══ RECORDS SHOWN

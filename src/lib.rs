pub mod config;
pub mod controller;
pub mod helpers;
pub mod models;
pub mod repositories;
#[cfg(test)]
mod test_support;
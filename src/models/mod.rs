pub mod base;
pub mod reservation;
pub mod selection;
pub mod token;
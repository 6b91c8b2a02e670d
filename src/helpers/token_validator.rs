//! Structural validation of session tokens.
//!
//! Tokens are issued and signed by the token service. Signatures are not
//! checked here; only the audience and expiry claims are.

use jsonwebtoken::{decode, DecodingKey, Validation};
use time::OffsetDateTime;

use crate::models::token::TokenClaims;

pub const EXPECTED_AUDIENCE: &str = "OvO";

#[derive(Debug, thiserror::Error)]
pub enum TokenError {
    #[error("malformed token: {0}")]
    Malformed(#[from] jsonwebtoken::errors::Error),
    #[error("token audience is not OvO")]
    WrongAudience,
    #[error("token expired at {0}")]
    Expired(i64),
}

pub fn validate_token(token: &str) -> Result<TokenClaims, TokenError> {
    validate_token_at(token, OffsetDateTime::now_utc().unix_timestamp())
}

/// Decodes `token` and accepts it only if its audience is [`EXPECTED_AUDIENCE`]
/// and `now` is strictly before its expiry.
pub fn validate_token_at(token: &str, now: i64) -> Result<TokenClaims, TokenError> {
    let mut validation = Validation::default();
    validation.insecure_disable_signature_validation();
    validation.validate_exp = false;
    validation.validate_aud = false;

    let claims = decode::<TokenClaims>(token, &DecodingKey::from_secret(&[]), &validation)?.claims;

    if !claims.aud.contains(EXPECTED_AUDIENCE) {
        return Err(TokenError::WrongAudience);
    }
    if now >= claims.exp {
        return Err(TokenError::Expired(claims.exp));
    }

    Ok(claims)
}
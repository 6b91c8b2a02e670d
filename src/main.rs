use std::sync::Arc;
use std::time::Duration;

use clap::Parser;
use dotenv::dotenv;

use ovo_reservation_server::config::Config;
use ovo_reservation_server::controller::{self, AppState};
use ovo_reservation_server::repositories::base_service_repo::BaseServiceRepo;
use ovo_reservation_server::repositories::census_repo::CensusRepo;
use ovo_reservation_server::repositories::session_repo::SessionRepo;
use ovo_reservation_server::repositories::token_service_repo::TokenServiceRepo;

#[tokio::main]
async fn main() -> anyhow::Result<()> {
    dotenv().ok();
    tracing_subscriber::fmt::init();

    let config = Config::parse();
    let client = reqwest::Client::new();

    let sessions = Arc::new(SessionRepo::new(
        &config.cookie_secret,
        config.session_max_age_secs,
        config.secure_cookies(),
    ));
    sessions.clone().spawn_sweeper(Duration::from_secs(60));

    let app_state = AppState {
        base_service: Arc::new(BaseServiceRepo::new(client.clone(), &config.base_service)?),
        token_service: Arc::new(TokenServiceRepo::new(client, &config.token_service)?),
        census: Arc::new(CensusRepo::load(&config.census_path).await?),
        sessions,
        config: Arc::new(config.clone()),
    };

    controller::serve(app_state, &config).await
}
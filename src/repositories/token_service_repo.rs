use anyhow::{anyhow, Context};
use reqwest::{Client, Url};
use serde_json::json;
use tracing::warn;

use crate::models::token::TokenExchangeResponse;

pub struct TokenServiceRepo {
    client: Client,
    endpoint: Url,
}

impl TokenServiceRepo {
    pub fn new(client: Client, endpoint: &str) -> anyhow::Result<Self> {
        let endpoint = Url::parse(endpoint)
            .with_context(|| format!("Invalid token service url: {}", endpoint))?;
        Ok(Self { client, endpoint })
    }

    /// Redeems an access code. A rejected code comes back as `Ok` with the
    /// service's error; only transport and decoding problems are `Err`.
    pub async fn exchange_code(&self, code: &str) -> anyhow::Result<TokenExchangeResponse> {
        let response = self
            .client
            .post(self.endpoint.clone())
            .json(&json!({ "code": code }))
            .send()
            .await
            .context("Token service could not be reached")?;

        let status = response.status();
        let exchange: TokenExchangeResponse = match response.json().await {
            Ok(exchange) => exchange,
            Err(e) => {
                warn!("Token service answered {} with an unreadable body: {}", status, e);
                return Err(anyhow!("Token service answered {}", status));
            }
        };

        if exchange.token.is_none() && exchange.error.is_none() {
            return Err(anyhow!("Token service answered {} without token or error", status));
        }

        Ok(exchange)
    }
}
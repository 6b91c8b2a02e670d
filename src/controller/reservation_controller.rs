use axum::body::Bytes;
use axum::http::header::{CACHE_CONTROL, SET_COOKIE};
use axum::http::{HeaderMap, StatusCode};
use axum::response::{IntoResponse, Redirect, Response};
use axum::routing::get;
use axum::{Extension, Json, Router};
use serde_json::json;
use time::format_description::well_known::Rfc3339;
use time::OffsetDateTime;
use tracing::info;

use crate::controller::{session_token, AppState};
use crate::helpers::app_error::AppError;
use crate::helpers::form_data::FormData;
use crate::helpers::token_validator::validate_token;
use crate::models::base::FacilityId;
use crate::models::reservation::{dedup_in_order, parse_unix_seconds, ReservationRequest};
use crate::models::selection::BaseSelection;

pub fn router(app_state: AppState) -> Router {
    Router::new()
        .route("/reserve/new", get(session_timer).post(create_reservation))
        .route("/reserve/success", get(reservation_summary))
        .route_layer(Extension(app_state))
}

/// Expiry of the session token, or a bounce back to the code prompt once it is gone.
pub async fn session_timer(
    Extension(app_state): Extension<AppState>,
    headers: HeaderMap,
) -> Response {
    let mut session = app_state.sessions.load(&headers);

    match session.data.token.as_deref().map(validate_token) {
        Some(Ok(claims)) => {
            let now = OffsetDateTime::now_utc().unix_timestamp();
            (
                [(CACHE_CONTROL, "public, max-age=0, must-revalidate")],
                Json(json!({
                    "validUntil": claims.exp,
                    "remainingSeconds": claims.remaining_seconds(now),
                })),
            )
                .into_response()
        }
        Some(Err(e)) => {
            info!("Session token no longer valid: {}", e);
            session.data.token = None;
            let cookie = app_state.sessions.commit(session);
            ([(SET_COOKIE, cookie)], Redirect::to("/reserve")).into_response()
        }
        None => Redirect::to("/reserve").into_response(),
    }
}

fn parse_timestamp(form: &FormData, field: &str) -> Result<i64, AppError> {
    let raw = form
        .first(field)
        .ok_or_else(|| AppError::bad_request(format!("Missing {} field", field)))?;
    parse_unix_seconds(raw)
        .ok_or_else(|| AppError::bad_request(format!("Invalid {} field", field)))
}

pub fn parse_reservation(form: &FormData) -> Result<ReservationRequest, AppError> {
    let group = form
        .first("groups")
        .ok_or_else(|| AppError::bad_request("Missing groups field"))?;
    let start_time = parse_timestamp(form, "startTimestamp")?;
    let end_time = parse_timestamp(form, "endTimestamp")?;

    let facilities = form
        .all("bases")
        .iter()
        .map(|base| base.trim().parse::<FacilityId>())
        .collect::<Result<Vec<_>, _>>()
        .map_err(|_| AppError::bad_request("Invalid bases field"))?;
    let facilities = dedup_in_order(facilities);

    let selection = BaseSelection::from_facilities(&facilities)
        .map_err(|e| AppError::bad_request(e.to_string()))?;

    ReservationRequest::new(group, selection.facility_ids(), start_time, end_time)
        .map_err(|e| AppError::bad_request(e.to_string()))
}

pub async fn create_reservation(
    Extension(app_state): Extension<AppState>,
    headers: HeaderMap,
    body: Bytes,
) -> Result<Response, AppError> {
    let mut session = app_state.sessions.load(&headers);
    let (token, _) = session_token(&session)?;

    let request = parse_reservation(&FormData::parse(&body))?;
    let result = app_state
        .base_service
        .reserve_bases(&token, &request)
        .await?;

    if !result.is_complete() {
        info!(
            "Reservation for {} partially failed, failed bases: {:?}",
            request.group_name, result.failed
        );
        return Ok((StatusCode::CONFLICT, Json(result)).into_response());
    }

    info!(
        "Reserved {:?} for {} from {} to {}",
        result.reserved, request.group_name, request.start_time, request.end_time
    );
    session.data.reservation = Some(result.reservations);
    let cookie = app_state.sessions.commit(session);

    Ok(([(SET_COOKIE, cookie)], Redirect::to("/reserve/success")).into_response())
}

pub async fn reservation_summary(
    Extension(app_state): Extension<AppState>,
    headers: HeaderMap,
) -> Response {
    let session = app_state.sessions.load(&headers);

    let reservations = match session.data.reservation {
        Some(reservations) if !reservations.is_empty() => reservations,
        _ => return Redirect::to("/").into_response(),
    };

    let facility_ids: Vec<FacilityId> = reservations
        .iter()
        .map(|reservation| reservation.facility_id)
        .collect();
    let bases = app_state.census.bases_by_ids(&facility_ids);

    let first = &reservations[0];
    let start_time = OffsetDateTime::from_unix_timestamp(first.start_time)
        .ok()
        .and_then(|start| start.format(&Rfc3339).ok());

    Json(json!({
        "channel": app_state.config.reservation_channel,
        "groupName": first.group_name,
        "startTime": start_time,
        "bases": bases,
        "reservations": reservations,
    }))
    .into_response()
}
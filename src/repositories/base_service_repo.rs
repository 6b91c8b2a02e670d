use anyhow::{anyhow, Context};
use reqwest::header::AUTHORIZATION;
use reqwest::{Client, Url};
use serde::de::DeserializeOwned;
use tracing::{debug, warn};

use crate::models::base::FacilityId;
use crate::models::reservation::{
    availability_map, AvailabilityMap, AvailabilityOutcome, BaseServiceRequest,
    BaseServiceResponse, ReservationOutcome, ReservationRequest, ReservationResult,
};

/// Client for the external base reservation service. Every call is a single
/// POST carrying the session token; nothing is retried.
pub struct BaseServiceRepo {
    client: Client,
    endpoint: Url,
}

impl BaseServiceRepo {
    pub fn new(client: Client, endpoint: &str) -> anyhow::Result<Self> {
        let endpoint = Url::parse(endpoint)
            .with_context(|| format!("Invalid base service url: {}", endpoint))?;
        Ok(Self { client, endpoint })
    }

    pub async fn reserve_bases(
        &self,
        auth_token: &str,
        request: &ReservationRequest,
    ) -> anyhow::Result<ReservationResult> {
        let outcome: ReservationOutcome = self
            .post(auth_token, &BaseServiceRequest::reservation(request))
            .await?;

        let result = ReservationResult::partition(&request.facility_ids, outcome);
        debug!(
            "Reservation for {} reserved {:?}, failed {:?}",
            request.group_name, result.reserved, result.failed
        );
        Ok(result)
    }

    pub async fn check_availability(
        &self,
        auth_token: &str,
        facility_ids: &[FacilityId],
        start_time: i64,
        end_time: i64,
    ) -> anyhow::Result<AvailabilityMap> {
        let outcome: AvailabilityOutcome = self
            .post(
                auth_token,
                &BaseServiceRequest::availability(facility_ids, start_time, end_time),
            )
            .await?;

        Ok(availability_map(facility_ids, outcome))
    }

    async fn post<T: DeserializeOwned>(
        &self,
        auth_token: &str,
        body: &BaseServiceRequest,
    ) -> anyhow::Result<T> {
        let response = self
            .client
            .post(self.endpoint.clone())
            .header(AUTHORIZATION, auth_token)
            .json(body)
            .send()
            .await
            .context("Base service could not be reached")?;

        let status = response.status();
        if !status.is_success() {
            let text = response.text().await.unwrap_or_default();
            warn!("Base service answered {} with: {}", status, text);
            return Err(anyhow!("Base service answered {}", status));
        }

        let decoded: BaseServiceResponse<T> = response
            .json()
            .await
            .context("Base service returned an unreadable body")?;

        match decoded.result {
            Some(result) => Ok(result),
            None => Err(anyhow!(
                "Base service returned no result: {}",
                decoded.error.unwrap_or_default()
            )),
        }
    }
}

#[cfg(test)]
mod tests {
    use axum::routing::post;
    use axum::{Json, Router};
    use reqwest::StatusCode;
    use serde_json::{json, Value};

    use super::*;
    use crate::test_support::spawn_upstream;

    async fn echo_service() -> String {
        spawn_upstream(Router::new().route(
            "/bases",
            post(|headers: axum::http::HeaderMap, Json(body): Json<Value>| async move {
                assert_eq!(headers.get("authorization").unwrap(), "token-1");

                let ids: Vec<u64> = body["facility_ids"]
                    .as_array()
                    .unwrap()
                    .iter()
                    .map(|id| id.as_u64().unwrap())
                    .collect();
                let record = |id: &u64| {
                    json!({ "facility_id": id, "group_name": body["group_name"], "start_time": 1, "end_time": 2 })
                };

                if body["request_type"] == "availability" {
                    Json(json!({ "result": {
                        "possible_reservations": ids.iter().filter(|id| **id % 2 == 0).map(record).collect::<Vec<_>>(),
                        "denied_reservations": ids.iter().filter(|id| **id % 2 == 1).map(record).collect::<Vec<_>>(),
                    }}))
                } else {
                    Json(json!({ "result": {
                        "succeeded_reservations": ids.iter().filter(|id| **id != 13).map(record).collect::<Vec<_>>(),
                        "failed_reservations": ids.iter().filter(|id| **id == 13).map(record).collect::<Vec<_>>(),
                    }}))
                }
            }),
        ))
        .await
    }

    #[tokio::test]
    async fn reserves_and_partitions() {
        let url = echo_service().await;
        let repo = BaseServiceRepo::new(Client::new(), &format!("{}/bases", url)).unwrap();
        let request = ReservationRequest::new("OvO", [10, 13, 12], 100, 200).unwrap();

        let result = repo.reserve_bases("token-1", &request).await.unwrap();

        assert_eq!(result.reserved, vec![10, 12]);
        assert_eq!(result.failed, vec![13]);
        assert_eq!(result.reservations[0].group_name, "OvO");
    }

    #[tokio::test]
    async fn maps_availability() {
        let url = echo_service().await;
        let repo = BaseServiceRepo::new(Client::new(), &format!("{}/bases", url)).unwrap();

        let availability = repo
            .check_availability("token-1", &[1, 2], 100, 200)
            .await
            .unwrap();

        assert_eq!(availability, AvailabilityMap::from([(1, false), (2, true)]));
    }

    #[tokio::test]
    async fn surfaces_upstream_errors() {
        let url = spawn_upstream(Router::new().route(
            "/bases",
            post(|| async { (StatusCode::INTERNAL_SERVER_ERROR, "boom") }),
        ))
        .await;
        let repo = BaseServiceRepo::new(Client::new(), &format!("{}/bases", url)).unwrap();
        let request = ReservationRequest::new("OvO", [1], 100, 200).unwrap();

        assert!(repo.reserve_bases("token-1", &request).await.is_err());
    }

    #[tokio::test]
    async fn surfaces_unreachable_service() {
        let repo = BaseServiceRepo::new(Client::new(), "http://127.0.0.1:9/bases").unwrap();
        assert!(repo.check_availability("token-1", &[1], 1, 2).await.is_err());
    }
}
use serde::{Deserialize, Serialize};

#[derive(Serialize, Deserialize, Clone, Debug, PartialEq, Eq)]
#[serde(untagged)]
pub enum Audience {
    Single(String),
    Many(Vec<String>),
}

impl Audience {
    pub fn contains(&self, expected: &str) -> bool {
        match self {
            Audience::Single(aud) => aud == expected,
            Audience::Many(auds) => auds.iter().any(|aud| aud == expected),
        }
    }
}

#[derive(Serialize, Deserialize, Clone, Debug, Default, PartialEq, Eq)]
pub struct OvoClaims {
    #[serde(default)]
    pub redeem_code: Option<String>,
}

/// Claims carried by a token issued by the token service.
#[derive(Serialize, Deserialize, Clone, Debug, PartialEq, Eq)]
pub struct TokenClaims {
    pub aud: Audience,
    /// Expiry, Unix seconds
    pub exp: i64,
    #[serde(default)]
    pub ovo_claims: Option<OvoClaims>,
}

impl TokenClaims {
    pub fn redeem_code(&self) -> Option<&str> {
        self.ovo_claims
            .as_ref()
            .and_then(|claims| claims.redeem_code.as_deref())
    }

    pub fn remaining_seconds(&self, now: i64) -> i64 {
        (self.exp - now).max(0)
    }
}

/// Reply of the token service to a code exchange.
#[derive(Deserialize, Clone, Debug, Default)]
pub struct TokenExchangeResponse {
    #[serde(default)]
    pub token: Option<String>,
    #[serde(default)]
    pub error: Option<TokenExchangeError>,
}

#[derive(Deserialize, Clone, Debug, PartialEq, Eq)]
pub struct TokenExchangeError {
    pub name: String,
    #[serde(default)]
    pub message: Option<String>,
}

impl TokenExchangeError {
    pub fn friendly_message(&self) -> String {
        match self.name.as_str() {
            "CodeNoLongerValid" => "Code is either invalid or has expired".to_string(),
            _ => self
                .message
                .clone()
                .unwrap_or_else(|| "Unable to redeem code, please try again".to_string()),
        }
    }
}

════

= TASK TO CARRY OUT =
Return each line among the entries that holds the word "unreadable".

= FINAL ANSWER =
                warn!("Token service answered {} with an unreadable body: {}", status, e);
            .context("Base service returned an unreadable body")?;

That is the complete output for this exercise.